Cottage on Gooseberry Bay:

Charmed Summer

 

by

 

Kathi Daley

 

This book is a work of fiction. Names, characters, places, and incidents either are products of the author’s imagination or are used fictitiously. Any resemblance to actual events or locales or persons, living or dead, is entirely coincidental.

Copyright © 2021 by Katherine Daley

Version 1.0

All rights reserved, including the right of reproduction in whole or in part in any form.

Gooseberry Bay

Halloween Moon

Thanksgiving Past

Gooseberry Christmas

Kiss ‘N Tell

Charmed Summer

A Summer Thing

Table of Contents

Chapter 1

Chapter 2

Chapter 3

Chapter 4

Chapter 5

Chapter 6

Chapter 7

Chapter 8

Chapter 9

Chapter 10

Chapter 11

Chapter 12

Chapter 13

Chapter 14

Chapter 15

Chapter 16

Chapter 1

“Ainsley Holloway?” a man wearing a dark brown uniform asked after he’d walked up to my cottage in Gooseberry Bay and knocked on the front door, and I’d answered.

“Yes. I’m Ainsley Holloway.”

“I have a delivery for you. I’ve been instructed to check your ID and to have you sign for it.”

“Delivery? What sort of delivery?”

The man held up an envelope. “I have this envelope and two large boxes, which I will carry up from the parking area once I’ve confirmed your ID and I have your signature.”

I hesitated for a moment since I wasn’t expecting a delivery. Being a private investigator, I tended to have a suspicious nature, which caused all sorts of weird scenarios to run through my mind up to and including a bomb in a box. I supposed I could decline to accept the delivery, but my curiosity got the better of me, so I showed the man my brand new Washington State driver’s license and then signed the receipt he presented.

He handed me the envelope and then turned to retrieve the boxes. Deciding to wait where I was, I looked down at the envelope which appeared to have been sent from a law office in Northern Italy. The packages must have come from Warren Cromwell, a man I supposed might be my closest living relative. I’d spoken to him on the phone two weeks ago, and he’d mentioned that he had some photos and mementos he felt I’d like to have.

Once the delivery man returned with the boxes, I instructed him to set them inside the cottage, near the front door. I grabbed my purse, tipped the man, and then stood perfectly still as I allowed a wave of emotion to wash over me.

Seven months ago, I’d come to Gooseberry Bay looking for answers to a past which no longer made sense. My father, a career cop turned private investigator after he retired, had been shot in the line of duty and eventually died as the result of his injury. After his death, while cleaning out his attic in preparation for the sale of his house, I’d found a photo of two little girls with a blond-haired woman on the porch of a house overlooking the sea. I didn’t recognize the porch or the house, but for some reason, once I’d found the photo, I’d begun to have dreams. Vivid dreams. Dreams that, over time, I decided were real memories.

Six months ago, I’d met Adam Winchester, the eldest of the Winchester brothers. As it turned out, Adam and his brother, Archie, owned the mansion where the photo had been taken. With Adam’s help, I’d been able to determine that the two little girls were, in fact, myself, who at the time had been known as Ava, and my sister, Avery. We also figured out that the woman with us was a distant relation by marriage to Adam and Archie, although neither had ever met her.

I slit the top of the envelope open to find a thick document, along with a handwritten note from Warren inside. My heart pounded, and my stomach knotted up as I read the note and considered the document. Closing my eyes, I took a deep breath and willed myself to relax by counting backward from twenty.

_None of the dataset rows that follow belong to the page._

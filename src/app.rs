//! Axum router and request handlers.

use crate::app_state::{AppState, SharedAppState};
use crate::buckets;
use crate::cli::CommandLineArgs;
use crate::dashboard::{embed_dashboard, DashboardCatalog, DashboardDetail, DashboardSummary};
use crate::error::AirwatchError;
use crate::fetcher::{fetch_and_parse, fetch_many};
use crate::latest::find_latest;
use crate::metrics::{metrics_handler, record_response_metrics, request_counter};
use crate::models::{
    file_name, Category, CategoryQuery, ChatRequest, FilesByDate, History, KeyRange, LastRecord,
    LatestFile, RangeQuery,
};
use crate::reducer::{history_entries, merge_by_filename, reduce, ReduceMode};
use crate::resolver::Resolver;
use crate::validated_json::ValidatedJson;

use axum::{
    extract::{rejection::QueryRejection, Path, Query, State},
    http::header,
    response::{IntoResponse, Response},
    routing::{get, post},
    Json, Router,
};
use serde::Serialize;
use serde_json::Value;
use std::sync::Arc;
use tower::Layer;
use tower::ServiceBuilder;
use tower_http::normalize_path::{NormalizePath, NormalizePathLayer};
use tower_http::trace::TraceLayer;

/// Attach a `Cache-Control` header to a JSON response.
fn cached<T: Serialize>(max_age: u64, body: T) -> Response {
    (
        [(
            &header::CACHE_CONTROL,
            format!("public, max-age={}", max_age),
        )],
        Json(body),
    )
        .into_response()
}

/// Returns the category selected by an optional query parameter.
fn selected_category(
    query: Result<Query<CategoryQuery>, QueryRejection>,
) -> Result<Category, AirwatchError> {
    let Query(query) = query?;
    Ok(query.category.unwrap_or_default())
}

/// Returns the dashboard catalog, or an error if dashboards are not configured.
fn catalog(state: &AppState) -> Result<&dyn DashboardCatalog, AirwatchError> {
    state
        .dashboards
        .as_deref()
        .ok_or(AirwatchError::DashboardsDisabled)
}

/// Returns a [axum::Router] for the service.
///
/// # Arguments
///
/// * `state`: Shared application state
pub fn router(state: SharedAppState) -> Router {
    fn files() -> Router<SharedAppState> {
        Router::new()
            .route("/latest/:category", get(latest))
            .route("/history/:date", get(history))
            .route("/by-name/:identifier", get(by_name))
            .route("/by-name/last/:identifier", get(by_name_last))
            .route("/by-date/:date", get(by_date))
            .route("/range", get(range))
    }

    Router::new()
        .nest("/files", files())
        .route("/dashboards", get(dashboards))
        .route("/dashboards/:category", get(dashboard))
        .route("/chat", post(chat))
        .route("/health", get(health))
        .route("/metrics", get(metrics_handler))
        .layer(
            ServiceBuilder::new().layer(
                TraceLayer::new_for_http()
                    .on_request(request_counter)
                    .on_response(record_response_metrics),
            ),
        )
        .with_state(state)
}

/// The axum service type returned by [service].
pub type Service = NormalizePath<Router>;

/// Returns a [crate::app::Service] for the service.
///
/// The router is wrapped in a layer that trims trailing slashes from request paths.
///
/// # Arguments
///
/// * `args`: Command line arguments
pub async fn service(args: &CommandLineArgs) -> Service {
    let state = Arc::new(AppState::new(args).await);
    NormalizePathLayer::trim_trailing_slash().layer(router(state))
}

async fn health() -> &'static str {
    "OK"
}

/// Last record of the most recently modified file in a category.
async fn latest(
    State(state): State<SharedAppState>,
    Path(category): Path<String>,
) -> Result<Response, AirwatchError> {
    let category: Category = category.parse()?;
    let prefix = category.prefix();
    let object = find_latest(state.store.as_ref(), &prefix, state.args.s3_max_keys)
        .await?
        .ok_or(AirwatchError::NoFiles { prefix })?;
    let payload = fetch_and_parse(state.store.as_ref(), &object.key).await?;
    let body = LatestFile {
        filename: file_name(&object.key).to_string(),
        data: reduce(payload, ReduceMode::LastOnly)?,
    };
    Ok(cached(state.args.latest_max_age, body))
}

/// Every file of one day, newest first.
async fn history(
    State(state): State<SharedAppState>,
    Path(date): Path<String>,
    query: Result<Query<CategoryQuery>, QueryRejection>,
) -> Result<Response, AirwatchError> {
    let category = selected_category(query)?;
    let prefixes = buckets::hour_prefixes(category, &date)?;
    let keys = buckets::list_keys(
        state.store.as_ref(),
        &prefixes,
        state.args.s3_max_keys,
        state.args.s3_connection_limit,
    )
    .await?;
    if keys.is_empty() {
        return Err(AirwatchError::NoFiles {
            prefix: buckets::day_prefix(category, buckets::parse_date(&date)?),
        });
    }
    let results = fetch_many(state.store.as_ref(), keys, state.args.s3_connection_limit).await;
    let files = history_entries(results);
    let body = History {
        date,
        total_files: files.len(),
        files,
    };
    Ok(cached(state.args.history_max_age, body))
}

/// Full payload of a file found by name.
async fn by_name(
    State(state): State<SharedAppState>,
    Path(identifier): Path<String>,
) -> Result<Json<Value>, AirwatchError> {
    let resolver = Resolver::new(state.store.as_ref(), state.args.s3_max_keys);
    let key = resolver.resolve(&identifier, None).await?;
    let payload = fetch_and_parse(state.store.as_ref(), &key).await?;
    Ok(Json(reduce(payload, ReduceMode::Full)?))
}

/// Final record of a file found by name.
async fn by_name_last(
    State(state): State<SharedAppState>,
    Path(identifier): Path<String>,
) -> Result<Json<LastRecord>, AirwatchError> {
    let resolver = Resolver::new(state.store.as_ref(), state.args.s3_max_keys);
    let key = resolver.resolve(&identifier, None).await?;
    let payload = fetch_and_parse(state.store.as_ref(), &key).await?;
    Ok(Json(LastRecord {
        data: reduce(payload, ReduceMode::LastOnly)?,
    }))
}

/// Every file of one day, keyed by file name.
async fn by_date(
    State(state): State<SharedAppState>,
    Path(date): Path<String>,
    query: Result<Query<CategoryQuery>, QueryRejection>,
) -> Result<Response, AirwatchError> {
    let category = selected_category(query)?;
    let prefixes = buckets::hour_prefixes(category, &date)?;
    let keys = buckets::list_keys(
        state.store.as_ref(),
        &prefixes,
        state.args.s3_max_keys,
        state.args.s3_connection_limit,
    )
    .await?;
    let results = fetch_many(state.store.as_ref(), keys, state.args.s3_connection_limit).await;
    let files = merge_by_filename(results);
    let body = FilesByDate {
        date,
        total_files: files.len(),
        files,
    };
    Ok(cached(state.args.history_max_age, body))
}

/// Keys of the files in a range of days.
async fn range(
    State(state): State<SharedAppState>,
    query: Result<Query<RangeQuery>, QueryRejection>,
) -> Result<Response, AirwatchError> {
    let Query(query) = query?;
    let category = query.category.unwrap_or_default();
    let prefixes = buckets::day_prefixes(category, &query.start, query.end.as_deref())?;
    let files = buckets::list_keys(
        state.store.as_ref(),
        &prefixes,
        state.args.s3_max_keys,
        state.args.s3_connection_limit,
    )
    .await?;
    let body = KeyRange {
        end: query.end.unwrap_or_else(|| query.start.clone()),
        start: query.start,
        total_files: files.len(),
        files,
    };
    Ok(cached(state.args.history_max_age, body))
}

async fn dashboards(
    State(state): State<SharedAppState>,
) -> Result<Json<Vec<DashboardSummary>>, AirwatchError> {
    Ok(Json(catalog(&state)?.list_dashboards().await?))
}

async fn dashboard(
    State(state): State<SharedAppState>,
    Path(category): Path<String>,
) -> Result<Json<DashboardDetail>, AirwatchError> {
    Ok(Json(embed_dashboard(catalog(&state)?, &category).await?))
}

async fn chat(
    State(state): State<SharedAppState>,
    ValidatedJson(request): ValidatedJson<ChatRequest>,
) -> Result<Json<Value>, AirwatchError> {
    Ok(Json(state.chat.ask(&request.query).await?))
}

As I counted, I let my mind take me back to five months ago when Adam had helped me weed through the hundreds of random photos and documents stored away in the mansion he and his brother had inherited after their parents had died. I knew our quest to figure out who I’d been and what might have happened to me after the photo on the porch had been taken was a longshot. Our hope had been that we’d find clues as to why the woman, who we eventually identified as Marilee Wentworth, spent part of the summer of nineteen ninety-five at Piney Point, with two children who we determined were my sister, Avery, and me. Finding even one clue had taken us hours and hours of working together in Adam’s suite at the mansion. It was time that I’d found to be both frustrating and hugely rewarding. The answers we sought had come to us slowly, and to this day, were incomplete, but during the long days and late nights we’d worked together, Adam and I had gotten to know one another and had forged a friendship.

When Adam made a trip overseas three months ago, he’d managed to track down the identity of my biological parents, a couple named Arthur and Adora Macalester. Before dying in a small plane crash in nineteen ninety-five, the couple lived on the family estate in Northern Italy with their two children, Ava (me), who was three at the time, and Avery, who was just one. The story of how the three-year-old orphan of a rich and influential European couple ended up being raised by a single cop living in Savanah, Georgia, is a long and complicated one that I’m still trying to unravel. Adam has been helping me with this endeavor, and so far, we’ve actually been able to figure out quite a lot.